Look below for the line containing "runs until the"; from there through the line containing "the start of", both lines included, please set down each line exactly and nothing else.

(Dataset entries)
▼
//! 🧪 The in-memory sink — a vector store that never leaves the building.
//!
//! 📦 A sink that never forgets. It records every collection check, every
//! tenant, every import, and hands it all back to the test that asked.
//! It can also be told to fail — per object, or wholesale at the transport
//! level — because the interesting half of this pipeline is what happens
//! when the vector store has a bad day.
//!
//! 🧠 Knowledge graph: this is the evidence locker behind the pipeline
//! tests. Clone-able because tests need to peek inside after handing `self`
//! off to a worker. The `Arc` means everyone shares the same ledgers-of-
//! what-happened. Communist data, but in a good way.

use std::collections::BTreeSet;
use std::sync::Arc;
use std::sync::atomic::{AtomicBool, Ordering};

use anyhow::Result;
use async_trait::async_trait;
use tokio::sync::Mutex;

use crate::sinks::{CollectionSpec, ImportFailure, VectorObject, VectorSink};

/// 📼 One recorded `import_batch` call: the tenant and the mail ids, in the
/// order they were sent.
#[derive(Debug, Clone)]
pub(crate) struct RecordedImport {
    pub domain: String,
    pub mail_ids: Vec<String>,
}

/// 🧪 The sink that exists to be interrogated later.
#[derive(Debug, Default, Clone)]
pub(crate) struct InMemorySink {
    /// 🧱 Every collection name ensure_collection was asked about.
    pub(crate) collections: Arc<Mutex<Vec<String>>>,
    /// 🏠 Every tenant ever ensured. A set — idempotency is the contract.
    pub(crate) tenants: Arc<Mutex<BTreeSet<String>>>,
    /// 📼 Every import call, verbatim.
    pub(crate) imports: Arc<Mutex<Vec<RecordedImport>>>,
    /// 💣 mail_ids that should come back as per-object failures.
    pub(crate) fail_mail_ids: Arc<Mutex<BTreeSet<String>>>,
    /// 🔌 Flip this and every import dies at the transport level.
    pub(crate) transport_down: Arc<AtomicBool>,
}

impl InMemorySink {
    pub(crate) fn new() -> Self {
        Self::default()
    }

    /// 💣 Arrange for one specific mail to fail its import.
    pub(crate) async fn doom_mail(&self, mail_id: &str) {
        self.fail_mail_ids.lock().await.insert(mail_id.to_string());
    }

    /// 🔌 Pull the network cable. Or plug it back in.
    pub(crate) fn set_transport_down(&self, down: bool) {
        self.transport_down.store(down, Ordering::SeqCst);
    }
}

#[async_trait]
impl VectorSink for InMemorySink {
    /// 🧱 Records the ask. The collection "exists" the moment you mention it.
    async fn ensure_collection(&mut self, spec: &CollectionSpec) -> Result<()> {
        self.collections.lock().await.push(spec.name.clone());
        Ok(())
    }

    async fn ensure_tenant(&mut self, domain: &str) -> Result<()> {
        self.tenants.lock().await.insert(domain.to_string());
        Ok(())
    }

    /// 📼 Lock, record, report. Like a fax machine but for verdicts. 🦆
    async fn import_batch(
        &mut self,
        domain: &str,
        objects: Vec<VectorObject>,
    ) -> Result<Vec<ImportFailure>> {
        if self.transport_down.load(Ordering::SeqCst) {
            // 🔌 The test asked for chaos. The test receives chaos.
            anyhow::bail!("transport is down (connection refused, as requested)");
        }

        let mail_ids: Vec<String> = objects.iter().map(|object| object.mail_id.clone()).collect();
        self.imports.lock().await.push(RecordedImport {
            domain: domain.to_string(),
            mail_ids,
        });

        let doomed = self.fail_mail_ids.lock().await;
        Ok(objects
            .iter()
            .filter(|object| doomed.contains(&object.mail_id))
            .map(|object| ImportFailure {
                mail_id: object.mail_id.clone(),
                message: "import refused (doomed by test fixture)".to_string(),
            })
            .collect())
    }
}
▲
▼
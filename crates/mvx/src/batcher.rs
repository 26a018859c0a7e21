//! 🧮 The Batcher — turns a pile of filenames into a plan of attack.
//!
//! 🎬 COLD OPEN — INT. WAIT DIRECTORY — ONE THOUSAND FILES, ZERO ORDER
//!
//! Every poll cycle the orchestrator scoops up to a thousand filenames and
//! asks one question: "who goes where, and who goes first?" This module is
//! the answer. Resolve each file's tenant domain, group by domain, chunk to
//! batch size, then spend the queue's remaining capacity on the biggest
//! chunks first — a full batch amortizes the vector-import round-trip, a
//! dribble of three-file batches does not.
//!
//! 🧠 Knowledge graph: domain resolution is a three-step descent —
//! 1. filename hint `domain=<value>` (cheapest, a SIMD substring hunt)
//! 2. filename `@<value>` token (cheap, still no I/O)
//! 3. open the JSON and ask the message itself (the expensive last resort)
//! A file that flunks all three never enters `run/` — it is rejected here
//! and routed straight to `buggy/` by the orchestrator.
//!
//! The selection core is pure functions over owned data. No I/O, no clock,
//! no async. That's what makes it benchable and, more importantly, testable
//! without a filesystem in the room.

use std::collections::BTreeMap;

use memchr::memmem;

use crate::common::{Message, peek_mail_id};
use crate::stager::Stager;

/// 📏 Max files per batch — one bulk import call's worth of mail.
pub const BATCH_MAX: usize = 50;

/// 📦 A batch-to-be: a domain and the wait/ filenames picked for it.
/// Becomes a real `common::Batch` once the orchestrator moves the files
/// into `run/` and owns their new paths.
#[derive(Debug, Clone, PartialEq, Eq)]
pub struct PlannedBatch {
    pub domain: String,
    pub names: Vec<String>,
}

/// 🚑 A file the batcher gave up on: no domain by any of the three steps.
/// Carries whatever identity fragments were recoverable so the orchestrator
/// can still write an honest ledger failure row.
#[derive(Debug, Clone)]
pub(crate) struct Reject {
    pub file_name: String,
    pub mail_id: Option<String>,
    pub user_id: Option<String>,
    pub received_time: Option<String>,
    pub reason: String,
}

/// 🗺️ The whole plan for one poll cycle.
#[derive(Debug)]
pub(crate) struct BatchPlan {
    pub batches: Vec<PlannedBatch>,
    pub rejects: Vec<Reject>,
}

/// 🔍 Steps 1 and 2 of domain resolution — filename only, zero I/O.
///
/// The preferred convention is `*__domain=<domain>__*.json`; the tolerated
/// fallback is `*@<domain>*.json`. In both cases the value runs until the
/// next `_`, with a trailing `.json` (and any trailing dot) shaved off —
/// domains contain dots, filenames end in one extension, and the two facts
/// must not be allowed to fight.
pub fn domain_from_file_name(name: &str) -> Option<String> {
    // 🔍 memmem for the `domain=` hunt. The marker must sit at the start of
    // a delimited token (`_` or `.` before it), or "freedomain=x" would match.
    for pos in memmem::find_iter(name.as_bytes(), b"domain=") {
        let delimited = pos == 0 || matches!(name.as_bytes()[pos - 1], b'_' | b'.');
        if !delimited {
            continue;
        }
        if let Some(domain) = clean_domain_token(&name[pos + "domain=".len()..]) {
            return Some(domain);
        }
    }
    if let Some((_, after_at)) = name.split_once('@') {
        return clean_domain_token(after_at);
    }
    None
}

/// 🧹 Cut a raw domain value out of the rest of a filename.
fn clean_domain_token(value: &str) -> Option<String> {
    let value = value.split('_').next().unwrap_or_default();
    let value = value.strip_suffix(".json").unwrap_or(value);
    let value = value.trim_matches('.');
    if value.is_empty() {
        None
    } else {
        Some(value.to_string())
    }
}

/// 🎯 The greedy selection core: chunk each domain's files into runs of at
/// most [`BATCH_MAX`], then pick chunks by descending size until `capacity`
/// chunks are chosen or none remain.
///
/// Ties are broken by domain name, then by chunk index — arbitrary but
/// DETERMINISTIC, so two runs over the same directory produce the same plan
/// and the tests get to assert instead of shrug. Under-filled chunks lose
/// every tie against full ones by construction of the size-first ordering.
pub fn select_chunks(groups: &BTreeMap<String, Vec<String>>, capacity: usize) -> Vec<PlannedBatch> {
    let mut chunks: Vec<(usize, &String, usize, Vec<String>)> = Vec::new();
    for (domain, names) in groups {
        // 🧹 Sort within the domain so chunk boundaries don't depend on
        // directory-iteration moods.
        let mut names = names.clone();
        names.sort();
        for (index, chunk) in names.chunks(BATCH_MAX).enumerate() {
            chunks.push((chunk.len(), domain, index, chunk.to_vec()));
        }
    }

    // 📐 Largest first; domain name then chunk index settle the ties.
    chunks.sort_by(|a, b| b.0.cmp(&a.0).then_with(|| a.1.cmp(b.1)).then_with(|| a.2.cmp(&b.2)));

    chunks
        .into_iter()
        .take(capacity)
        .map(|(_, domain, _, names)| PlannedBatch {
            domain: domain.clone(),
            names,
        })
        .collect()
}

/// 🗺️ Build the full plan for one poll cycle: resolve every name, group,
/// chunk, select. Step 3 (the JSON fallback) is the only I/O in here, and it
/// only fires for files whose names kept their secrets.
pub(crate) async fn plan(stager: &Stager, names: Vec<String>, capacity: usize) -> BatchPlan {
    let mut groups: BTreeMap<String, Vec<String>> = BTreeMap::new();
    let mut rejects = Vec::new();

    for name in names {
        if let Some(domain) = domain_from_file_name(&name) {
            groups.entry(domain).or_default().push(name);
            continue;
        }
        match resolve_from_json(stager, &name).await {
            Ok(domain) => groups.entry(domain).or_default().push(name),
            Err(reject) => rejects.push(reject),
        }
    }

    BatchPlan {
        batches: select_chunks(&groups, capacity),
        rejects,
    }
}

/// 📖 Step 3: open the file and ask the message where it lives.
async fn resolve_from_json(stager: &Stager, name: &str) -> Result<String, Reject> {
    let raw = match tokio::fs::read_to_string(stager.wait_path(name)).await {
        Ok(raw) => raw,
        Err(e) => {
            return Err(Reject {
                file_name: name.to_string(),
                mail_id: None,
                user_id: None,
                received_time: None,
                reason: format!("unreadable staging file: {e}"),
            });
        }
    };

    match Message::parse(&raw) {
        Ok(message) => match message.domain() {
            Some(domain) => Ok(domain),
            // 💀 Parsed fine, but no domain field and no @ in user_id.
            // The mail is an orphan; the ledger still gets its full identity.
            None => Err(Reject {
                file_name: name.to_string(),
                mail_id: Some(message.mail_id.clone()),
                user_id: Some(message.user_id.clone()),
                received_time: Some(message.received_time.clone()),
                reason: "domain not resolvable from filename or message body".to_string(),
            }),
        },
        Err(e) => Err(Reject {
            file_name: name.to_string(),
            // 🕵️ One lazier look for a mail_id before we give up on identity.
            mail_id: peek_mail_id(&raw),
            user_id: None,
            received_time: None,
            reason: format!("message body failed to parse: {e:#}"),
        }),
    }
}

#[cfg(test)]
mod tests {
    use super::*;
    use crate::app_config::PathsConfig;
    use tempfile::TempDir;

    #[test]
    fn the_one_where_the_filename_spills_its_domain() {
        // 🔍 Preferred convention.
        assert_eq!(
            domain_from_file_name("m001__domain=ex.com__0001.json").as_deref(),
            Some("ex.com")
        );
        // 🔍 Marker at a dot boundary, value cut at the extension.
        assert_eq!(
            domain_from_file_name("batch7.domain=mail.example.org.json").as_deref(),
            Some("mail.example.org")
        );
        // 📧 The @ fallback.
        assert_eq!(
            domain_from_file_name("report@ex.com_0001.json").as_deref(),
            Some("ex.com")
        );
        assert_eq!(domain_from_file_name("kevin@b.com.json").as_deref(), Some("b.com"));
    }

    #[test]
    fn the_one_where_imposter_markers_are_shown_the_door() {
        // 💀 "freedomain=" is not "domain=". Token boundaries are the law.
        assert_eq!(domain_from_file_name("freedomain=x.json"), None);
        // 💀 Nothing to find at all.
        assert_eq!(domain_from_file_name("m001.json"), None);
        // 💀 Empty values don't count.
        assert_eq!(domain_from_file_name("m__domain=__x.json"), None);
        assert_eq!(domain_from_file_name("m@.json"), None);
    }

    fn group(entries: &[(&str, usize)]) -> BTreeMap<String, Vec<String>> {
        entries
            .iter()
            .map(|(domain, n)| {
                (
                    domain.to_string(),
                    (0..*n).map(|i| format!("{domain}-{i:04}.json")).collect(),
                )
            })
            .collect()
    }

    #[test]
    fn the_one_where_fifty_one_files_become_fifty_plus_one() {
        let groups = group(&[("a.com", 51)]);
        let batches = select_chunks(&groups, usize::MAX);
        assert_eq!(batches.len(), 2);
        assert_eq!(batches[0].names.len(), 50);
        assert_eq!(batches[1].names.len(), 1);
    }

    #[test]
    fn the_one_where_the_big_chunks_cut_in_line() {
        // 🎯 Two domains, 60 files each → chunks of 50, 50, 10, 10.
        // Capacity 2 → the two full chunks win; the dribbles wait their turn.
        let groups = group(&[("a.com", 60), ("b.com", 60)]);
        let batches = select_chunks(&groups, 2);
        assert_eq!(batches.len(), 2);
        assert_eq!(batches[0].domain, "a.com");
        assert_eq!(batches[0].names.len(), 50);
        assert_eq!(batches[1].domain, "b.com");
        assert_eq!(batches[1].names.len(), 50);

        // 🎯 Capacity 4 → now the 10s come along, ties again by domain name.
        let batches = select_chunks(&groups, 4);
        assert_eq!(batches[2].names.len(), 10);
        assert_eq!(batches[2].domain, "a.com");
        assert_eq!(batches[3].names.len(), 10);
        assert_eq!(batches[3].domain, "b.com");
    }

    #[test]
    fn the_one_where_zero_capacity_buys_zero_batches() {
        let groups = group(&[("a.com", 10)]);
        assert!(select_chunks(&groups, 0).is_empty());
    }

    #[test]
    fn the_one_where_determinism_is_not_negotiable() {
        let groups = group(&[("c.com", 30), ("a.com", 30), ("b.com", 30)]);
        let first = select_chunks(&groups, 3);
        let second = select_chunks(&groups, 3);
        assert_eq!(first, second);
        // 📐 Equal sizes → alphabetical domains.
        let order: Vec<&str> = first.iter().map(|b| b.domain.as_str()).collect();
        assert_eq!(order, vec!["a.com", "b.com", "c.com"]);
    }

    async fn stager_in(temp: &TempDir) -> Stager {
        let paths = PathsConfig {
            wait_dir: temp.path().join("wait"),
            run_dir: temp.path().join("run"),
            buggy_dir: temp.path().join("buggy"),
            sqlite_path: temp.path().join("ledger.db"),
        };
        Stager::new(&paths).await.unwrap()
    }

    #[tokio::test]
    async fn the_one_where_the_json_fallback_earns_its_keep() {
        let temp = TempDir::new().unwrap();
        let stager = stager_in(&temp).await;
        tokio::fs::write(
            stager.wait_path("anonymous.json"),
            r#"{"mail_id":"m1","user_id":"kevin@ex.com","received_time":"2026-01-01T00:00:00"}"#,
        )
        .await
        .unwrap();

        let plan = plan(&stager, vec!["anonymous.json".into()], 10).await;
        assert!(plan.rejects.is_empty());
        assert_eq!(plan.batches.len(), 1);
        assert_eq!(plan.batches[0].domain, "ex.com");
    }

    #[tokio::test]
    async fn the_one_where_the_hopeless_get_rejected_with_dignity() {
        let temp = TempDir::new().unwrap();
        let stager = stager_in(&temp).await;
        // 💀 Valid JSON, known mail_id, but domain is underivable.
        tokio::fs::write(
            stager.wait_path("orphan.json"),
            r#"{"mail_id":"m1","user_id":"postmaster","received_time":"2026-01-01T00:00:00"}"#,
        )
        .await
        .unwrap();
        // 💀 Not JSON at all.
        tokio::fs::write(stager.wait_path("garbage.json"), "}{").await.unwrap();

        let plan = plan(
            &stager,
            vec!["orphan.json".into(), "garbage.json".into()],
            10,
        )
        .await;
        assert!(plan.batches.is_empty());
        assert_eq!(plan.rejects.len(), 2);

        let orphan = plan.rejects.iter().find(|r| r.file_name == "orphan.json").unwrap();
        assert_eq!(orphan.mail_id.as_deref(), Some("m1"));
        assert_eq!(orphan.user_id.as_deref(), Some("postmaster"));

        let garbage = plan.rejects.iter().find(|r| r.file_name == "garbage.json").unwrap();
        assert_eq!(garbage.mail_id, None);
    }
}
▲
▼
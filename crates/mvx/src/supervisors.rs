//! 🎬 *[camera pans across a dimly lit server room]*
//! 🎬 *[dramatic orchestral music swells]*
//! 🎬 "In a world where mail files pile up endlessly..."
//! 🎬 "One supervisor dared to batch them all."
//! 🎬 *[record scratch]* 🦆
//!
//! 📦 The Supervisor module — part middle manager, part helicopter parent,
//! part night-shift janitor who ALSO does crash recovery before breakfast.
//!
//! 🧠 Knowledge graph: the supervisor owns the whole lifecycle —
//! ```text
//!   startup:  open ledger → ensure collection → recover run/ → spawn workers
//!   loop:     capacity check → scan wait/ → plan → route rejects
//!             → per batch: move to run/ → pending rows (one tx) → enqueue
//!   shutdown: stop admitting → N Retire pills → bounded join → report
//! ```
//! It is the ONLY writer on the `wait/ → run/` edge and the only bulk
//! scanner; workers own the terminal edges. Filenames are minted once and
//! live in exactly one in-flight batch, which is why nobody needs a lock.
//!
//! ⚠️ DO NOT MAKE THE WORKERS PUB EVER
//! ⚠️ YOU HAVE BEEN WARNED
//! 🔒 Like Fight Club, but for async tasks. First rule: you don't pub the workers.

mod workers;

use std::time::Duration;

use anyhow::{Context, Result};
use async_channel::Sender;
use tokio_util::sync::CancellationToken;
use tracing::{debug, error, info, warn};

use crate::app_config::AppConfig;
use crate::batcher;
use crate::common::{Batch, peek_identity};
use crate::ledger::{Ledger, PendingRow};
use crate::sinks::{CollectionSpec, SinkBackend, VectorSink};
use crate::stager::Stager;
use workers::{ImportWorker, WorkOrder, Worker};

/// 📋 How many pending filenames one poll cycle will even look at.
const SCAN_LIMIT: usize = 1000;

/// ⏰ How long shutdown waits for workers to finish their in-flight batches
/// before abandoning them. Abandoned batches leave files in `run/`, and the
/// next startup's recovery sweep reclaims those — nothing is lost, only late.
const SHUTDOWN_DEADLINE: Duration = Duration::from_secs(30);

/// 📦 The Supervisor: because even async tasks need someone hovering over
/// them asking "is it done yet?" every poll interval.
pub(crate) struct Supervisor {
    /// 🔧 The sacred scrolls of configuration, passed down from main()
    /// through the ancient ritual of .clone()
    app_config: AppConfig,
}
▲
Response to the task:
/// fallback is `*@<domain>*.json`. In both cases the value runs until the
/// next `_`, with a trailing `.json` (and any trailing dot) shaved off —
/// domains contain dots, filenames end in one extension, and the two facts
/// must not be allowed to fight.
pub fn domain_from_file_name(name: &str) -> Option<String> {
    // 🔍 memmem for the `domain=` hunt. The marker must sit at the start of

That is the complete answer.